O primeiro impacto com as pedras feitas de escória de ferro escuras,
frias, angulares, ruidosas, fizeram-me parar, logo ali, no princípio, para
me colocar num posição de humildade e aceitação, em que o questionamento foi
inevitável. "- Onde estou? Quem sou eu aqui e agora? Para onde
quero ir? O que procuro?"
A luz ténue e
sombria adivinhava subtilmente o espaço, o som da água e do vento
retinham a minha atenção no que estava fora de mim. Ergui a cabeça e
contemplei o que estava por vir. Ao centro encontrava-se um objecto rectangular,
desenhado de uma brancura que se destacava pela iluminação precisa. Não
conseguia perceber o que era mas estava ali, a convidar-me, a atrair-me a si, a
pedir-me para fazer o caminho até ele. Lembrou-me, pela forma que tinha, o
sepulcro vazio de Jesus, o que me colocou no papel das mulheres que chegaram à
gruta e se depararam com a ausência.
Como metáfora
da vida, a cada passo, uma escolha, a cada escolha, uma sensação, a cada
sensação um significado. Nenhum passo foi ausente de dor, às vezes colocava os
pés em zonas mais difíceis, com pedras maiores e instáveis, obrigando-me a
demorar, a encontrar o equilíbrio, a sentir na lentidão a dor a chegar e os
impulsos que isso provocava em mim.
Fui ouvindo
também os passos dos que estavam ali presentes e percebendo como eram
diferentes dos meus. Uns mais rápidos, outros mais ruidosos, outros mais
pesados. Percebi que cada um traz uma intenção diferente e isso reflecte-se na
forma como caminhamos. Que escolhemos trajectos diferentes para chegar ao mesmo
lugar e que todos somos atraídos pela luz, como borboletas.
Ao chegar ao
objecto iluminado dei-me conta que a brancura era feita de sal. O sal da vida, a
purificação, a limpeza. Toquei-lhe, não resisti. O contraste do branco do sal
com a cor da pele das minhas mãos e dos meus pés, o reconhecer-me viva e cada
vez mais a certeza de que o caminho é feito de luz e sombra, de vida e morte,
de presença e ausência, de Mistério e Fé.
No caminho de
volta para a saída, os meus pés estavam doridos, dormentes e tão silenciosos
quanto eu.
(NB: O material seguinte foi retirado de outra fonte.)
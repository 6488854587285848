use std::time::Duration;

use serde::Deserialize;

/// Retry policy for transient upstream failures
#[derive(Debug, Clone, Deserialize)]
#[serde(deny_unknown_fields)]
pub struct RetryConfig {
    /// Retries after the first attempt (0 disables retrying)
    #[serde(default = "default_max_retries")]
    pub max_retries: u32,
    /// Delay before the first retry, doubled for each further retry
    #[serde(default = "default_base_delay")]
    pub base_delay: String,
    /// Upper bound for any single delay, including `Retry-After` hints
    #[serde(default = "default_max_delay")]
    pub max_delay: String,
    /// Randomize each backoff delay between half and full length
    #[serde(default = "default_jitter")]
    pub jitter: bool,
}

impl Default for RetryConfig {
    fn default() -> Self {
        Self {
            max_retries: default_max_retries(),
            base_delay: default_base_delay(),
            max_delay: default_max_delay(),
            jitter: default_jitter(),
        }
    }
}

impl RetryConfig {
    /// Parsed base delay
    ///
    /// # Errors
    ///
    /// Returns an error if the configured value is not a valid duration
    pub fn base_delay(&self) -> anyhow::Result<Duration> {
        crate::parse_duration("retry.base_delay", &self.base_delay)
    }

    /// Parsed maximum delay
    ///
    /// # Errors
    ///
    /// Returns an error if the configured value is not a valid duration
    pub fn max_delay(&self) -> anyhow::Result<Duration> {
        crate::parse_duration("retry.max_delay", &self.max_delay)
    }
}

#[allow(clippy::missing_const_for_fn)]
fn default_max_retries() -> u32 {
    2
}

fn default_base_delay() -> String {
    "250ms".to_string()
}

fn default_max_delay() -> String {
    "4s".to_string()
}

#[allow(clippy::missing_const_for_fn)]
fn default_jitter() -> bool {
    true
}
Quando achava que já não havia nada de novo para sentir, fui
surpreendida com a sensação de pisar, ainda descalça, o chão liso das escadas
que ligavam à antecâmara e quando saímos para a rua, pude sentir cada passo na
calçada como se fosse a primeira vez, com um sentimento de gratidão pelo
terreno que piso todos os dias, por ser tão suave que nem reparo nele.
Escutar os
próprios passos... sim, agora escuto.